Interestingly, despite the negative publicity generated around the use of sub-lines by the ILPA guidelines, Johnson credits the focus on transparency from both managers and investors as the driving force behind the increased use of this type of financing by private debt funds.
“If I had to pick one factor behind the increased use of sub-line financing by private debt managers then it’s probably the greater transparency,” he says. “Sub-line financing essentially came out of the shadows as a result of the ILPA-generated publicity.”
Johnson is backed in his view by Gus Black, a London-based partner at law firm Dechert. When the guidelines were published by ILPA there was pushback from the legal sector and Black still takes issue with the implication that the use of sub-line facilities is financial engineering, rather than a legitimate instrument. But he says the ultimate result of the guidelines was greater understanding of the practice by investors.
“When ILPA got involved in the guidance on sub-line facilities, there was significant media reporting around negative investor sentiment for sub-lines, because of concerns around managers gaming returns to juice up their IRR,” Black says. “But what was much less reported, but equally valid, is that investors really like these facilities because then they only have to worry about two drawdowns a year and are not being constantly pestered by managers.”
Black notes that the ILPA guidelines are only recommendations, and that managers don’t have to follow them to the letter. “There are many cases where it would be appropriate to depart from them, but what it does do is put the issue firmly onto the investors’ radar. It was already on the radar of sophisticated investors.”
In any case, Black says the increased use of sub-line financing simply reflects a broader trend of investors looking to diversify their asset base. He also points out that a minor driver behind the increased use of sub-line financing is private equity managers moving into the credit sector.
“You have private equity managers who have diversified into credit and are already using sub-line financing in equity strategies, so think why not use it in the context of their credit business, particularly as this sector often requires more rapid drawdowns, on shorter timelines, with a greater deal frequency than their private equity strategies?” he says. “What is driving the growth of sub-line financing is the combination of the need for quickly available capital and the comfort that investors, and managers, have with these facilities – particularly when the cost of such financing is relatively cheap.”
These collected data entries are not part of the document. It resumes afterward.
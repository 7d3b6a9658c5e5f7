//! Boot configuration capability.
//!
//! Resolves the boot file URL handed to a client, plus the preference and
//! recursive DNS servers advertised alongside it. Three variants are
//! provided: a static pair of URLs, a per-machine table file and a lookup
//! against a boot API.

use crate::error::Dhcp6Error;
use crate::options::ARCH_HTTP_CLIENT;
use async_trait::async_trait;
use reqwest::{Client, StatusCode, Url};
use std::collections::HashMap;
use std::net::Ipv6Addr;
use std::path::Path;
use std::time::Duration;
use tracing::debug;

/// Trait for boot URL lookups
///
/// Implementations are shared across concurrently handled requests.
/// All async methods must be `Send` to work with Tokio's work-stealing runtime.
#[async_trait]
pub trait BootConfiguration: Send + Sync {
    /// Boot file URL for the client `id` (link-layer address or opaque DUID
    /// body) booting with architecture `client_arch_type`
    async fn boot_url(&self, id: &[u8], client_arch_type: u16) -> Result<Vec<u8>, Dhcp6Error>;

    /// DHCPv6 preference value to advertise, if any
    fn preference(&self) -> Option<u8>;

    /// Recursive DNS servers handed to every client
    fn recursive_dns(&self) -> &[Ipv6Addr];
}

/// Fixed boot URLs: one for UEFI HTTP clients, one for everyone else (iPXE)
#[derive(Debug, Clone)]
pub struct StaticBootConfiguration {
    http_boot_url: Vec<u8>,
    ipxe_boot_url: Vec<u8>,
    preference: Option<u8>,
    recursive_dns: Vec<Ipv6Addr>,
}

impl StaticBootConfiguration {
    /// Serve `http_boot_url` to UEFI HTTP boot clients and `ipxe_boot_url` to everyone else
    pub fn new(
        http_boot_url: impl Into<String>,
        ipxe_boot_url: impl Into<String>,
        preference: Option<u8>,
        recursive_dns: Vec<Ipv6Addr>,
    ) -> Self {
        Self {
            http_boot_url: http_boot_url.into().into_bytes(),
            ipxe_boot_url: ipxe_boot_url.into().into_bytes(),
            preference,
            recursive_dns,
        }
    }
}

#[async_trait]
impl BootConfiguration for StaticBootConfiguration {
    async fn boot_url(&self, _id: &[u8], client_arch_type: u16) -> Result<Vec<u8>, Dhcp6Error> {
        if client_arch_type == ARCH_HTTP_CLIENT {
            Ok(self.http_boot_url.clone())
        } else {
            Ok(self.ipxe_boot_url.clone())
        }
    }

    fn preference(&self) -> Option<u8> {
        self.preference
    }

    fn recursive_dns(&self) -> &[Ipv6Addr] {
        &self.recursive_dns
    }
}

/// Boot URLs from a per-machine table file
///
/// One entry per line: `<identity> <arch|*> <url>`, where the identity is
/// hex with optional `:` or `-` separators (a MAC address for link-layer
/// DUIDs). Blank lines and `#` comments are skipped. An entry for the exact
/// architecture wins over a `*` entry.
#[derive(Debug, Clone)]
pub struct FileBootConfiguration {
    entries: HashMap<(Vec<u8>, Option<u16>), Vec<u8>>,
    preference: Option<u8>,
    recursive_dns: Vec<Ipv6Addr>,
}

impl FileBootConfiguration {
    /// Read and parse the table at `path`
    pub async fn load(
        path: impl AsRef<Path>,
        preference: Option<u8>,
        recursive_dns: Vec<Ipv6Addr>,
    ) -> Result<Self, Dhcp6Error> {
        let path = path.as_ref();
        let content = tokio::fs::read_to_string(path).await.map_err(|e| {
            Dhcp6Error::InvalidConfig(format!("reading boot table {}: {}", path.display(), e))
        })?;
        let config = Self::parse(&content, preference, recursive_dns)?;
        debug!(path = %path.display(), entries = config.len(), "Loaded boot table");
        Ok(config)
    }

    /// Parse table `content`
    pub fn parse(
        content: &str,
        preference: Option<u8>,
        recursive_dns: Vec<Ipv6Addr>,
    ) -> Result<Self, Dhcp6Error> {
        let mut entries = HashMap::new();
        for (number, line) in content.lines().enumerate() {
            let line = line.trim();
            if line.is_empty() || line.starts_with('#') {
                continue;
            }

            let invalid = |what: &str| {
                Dhcp6Error::InvalidConfig(format!("boot table line {}: {}", number + 1, what))
            };
            let mut fields = line.split_whitespace();
            let (Some(id), Some(arch), Some(url), None) =
                (fields.next(), fields.next(), fields.next(), fields.next())
            else {
                return Err(invalid("expected <identity> <arch|*> <url>"));
            };

            let id = parse_hex_id(id).ok_or_else(|| invalid("identity is not hex"))?;
            let arch = match arch {
                "*" => None,
                arch => Some(
                    parse_arch(arch).ok_or_else(|| invalid("architecture is not a number"))?,
                ),
            };
            entries.insert((id, arch), url.as_bytes().to_vec());
        }

        Ok(Self {
            entries,
            preference,
            recursive_dns,
        })
    }

    /// Number of table entries
    pub fn len(&self) -> usize {
        self.entries.len()
    }

    pub fn is_empty(&self) -> bool {
        self.entries.is_empty()
    }
}

fn parse_hex_id(value: &str) -> Option<Vec<u8>> {
    let digits: Vec<u8> = value
        .bytes()
        .filter(|b| *b != b':' && *b != b'-')
        .collect();
    if digits.is_empty() || digits.len() % 2 != 0 || !digits.iter().all(u8::is_ascii_hexdigit) {
        return None;
    }
    digits
        .chunks(2)
        .map(|pair| {
            let pair = std::str::from_utf8(pair).ok()?;
            u8::from_str_radix(pair, 16).ok()
        })
        .collect()
}

fn parse_arch(value: &str) -> Option<u16> {
    match value.strip_prefix("0x") {
        Some(hex) => u16::from_str_radix(hex, 16).ok(),
        None => value.parse().ok(),
    }
}

#[async_trait]
impl BootConfiguration for FileBootConfiguration {
    async fn boot_url(&self, id: &[u8], client_arch_type: u16) -> Result<Vec<u8>, Dhcp6Error> {
        let key = id.to_vec();
        self.entries
            .get(&(key.clone(), Some(client_arch_type)))
            .or_else(|| self.entries.get(&(key, None)))
            .cloned()
            .ok_or_else(|| {
                Dhcp6Error::BootConfiguration(format!(
                    "no boot table entry for {:02x?} (arch {})",
                    id, client_arch_type
                ))
            })
    }

    fn preference(&self) -> Option<u8> {
        self.preference
    }

    fn recursive_dns(&self) -> &[Ipv6Addr] {
        &self.recursive_dns
    }
}

/// Boot URL lookups against a boot API
///
/// Issues `GET {base}/v1/boot/{hex id}/{arch}`; a 200 response body is the
/// boot URL, resolved against the base URL when relative.
#[derive(Debug, Clone)]
pub struct ApiBootConfiguration {
    client: Client,
    base_url: Url,
    preference: Option<u8>,
    recursive_dns: Vec<Ipv6Addr>,
}

impl ApiBootConfiguration {
    /// Create a new API-backed boot configuration
    ///
    /// # Arguments
    /// * `base_url` - Boot API base URL (e.g., "http://boot-api:8080")
    /// * `timeout` - Per-request timeout; a slow API fails the lookup
    pub fn new(
        base_url: &str,
        timeout: Duration,
        preference: Option<u8>,
        recursive_dns: Vec<Ipv6Addr>,
    ) -> Result<Self, Dhcp6Error> {
        let client = Client::builder().timeout(timeout).build()?;

        let mut base = base_url.to_string();
        if !base.ends_with('/') {
            base.push('/');
        }
        let base_url = Url::parse(&base).map_err(|e| {
            Dhcp6Error::InvalidConfig(format!("invalid boot API url {:?}: {}", base_url, e))
        })?;

        Ok(Self {
            client,
            base_url,
            preference,
            recursive_dns,
        })
    }

    /// Get the base URL
    pub fn base_url(&self) -> &Url {
        &self.base_url
    }

    fn lookup_url(&self, id: &[u8], client_arch_type: u16) -> Result<Url, Dhcp6Error> {
        let hex_id: String = id.iter().map(|b| format!("{:02x}", b)).collect();
        self.base_url
            .join(&format!("v1/boot/{}/{}", hex_id, client_arch_type))
            .map_err(|e| Dhcp6Error::BootConfiguration(format!("building lookup url: {}", e)))
    }
}

#[async_trait]
impl BootConfiguration for ApiBootConfiguration {
    async fn boot_url(&self, id: &[u8], client_arch_type: u16) -> Result<Vec<u8>, Dhcp6Error> {
        let url = self.lookup_url(id, client_arch_type)?;
        debug!("GET {}", url);

        let response = self.client.get(url.clone()).send().await?;
        let status = response.status();
        if status != StatusCode::OK {
            return Err(Dhcp6Error::BootConfiguration(format!("{}: {}", url, status)));
        }

        let body = response.text().await?;
        let body = body.trim();
        if body.is_empty() {
            return Err(Dhcp6Error::BootConfiguration(format!(
                "{}: empty boot URL",
                url
            )));
        }

        let boot_url = self
            .base_url
            .join(body)
            .map_err(|e| {
                Dhcp6Error::BootConfiguration(format!("{:?} is not an URL: {}", body, e))
            })?;
        Ok(boot_url.to_string().into_bytes())
    }

    fn preference(&self) -> Option<u8> {
        self.preference
    }

    fn recursive_dns(&self) -> &[Ipv6Addr] {
        &self.recursive_dns
    }
}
This point is echoed by fellow London-based lawyer Leon Stephenson, who says that the management structure of private equity firms lends itself to applying the same financing strategy to different parts of the business. “More private equity firms moving into credit is one reason for the expansion of sub-line financing in the latter sector,” Stephenson says. “With the big private equity funds, often the CFO for the equity business also runs the firm’s credit fund. These CFOs have relationships with the banks from the PE fund and it makes sense that they leverage off those to finance the credit fund as well.”
But while Stephenson may view the rise of the sub-lines as inevitable in the private debt sector, he still has reservations. According to him, sub-line duration has expanded dramatically, and what was once seen a short-term financing tool is often being used for much longer periods.
Indeed, the ACC/Dechert report noted that over half of respondents had used sub-lines for periods in excess of six months (26 percent) or 12 months (24 percent). According to Stephenson, this is a significant difference and underlines the need for transparency by managers around their use of leverage.
“Sub-lines are now being used for a period which is in excess of the original times, which were normally bridging loans of 30, 60 or 90 days,” he says. “As soon as you have these facilities that are out there for six months or a year, that becomes a powerful tool for the fund manager, because what it can do is effectively get financing right at the top of the fund level without using the underlying assets as recourse.”
Black agrees, saying that while sub-lines are themselves not problematic, they could be if they are used for periods of 12 months or more and start to resemble another form of financing. “The issue is: how much is the line blurring between simple vanilla short-term financing that’s money repaid every 90 days, and cash that is longer term and actually used to lever the portfolio?”
Johnson is less concerned about the issue of duration, saying that longer periods could be attractive, depending on the underlying strategy deployed. What is, and isn’t sub-line financing, may still be a topic for debate, but according to Johnson, the continued expansion of sub-line facility use by private debt managers is inevitable as part of the secular shift that has driven the expansion of the private debt market over the last decade.
“An important factor behind the expansion of sub-line facilities in the private debt sector is the growth of AUM in that market,” Johnson says. “Ten years ago, private debt was a fifth the size of today, so the increasing number of sub-line facilities lent in dollars, and number facilities, is more a function of the growth of the private debt market in general, rather than anything that is specific to sub-line financing itself.”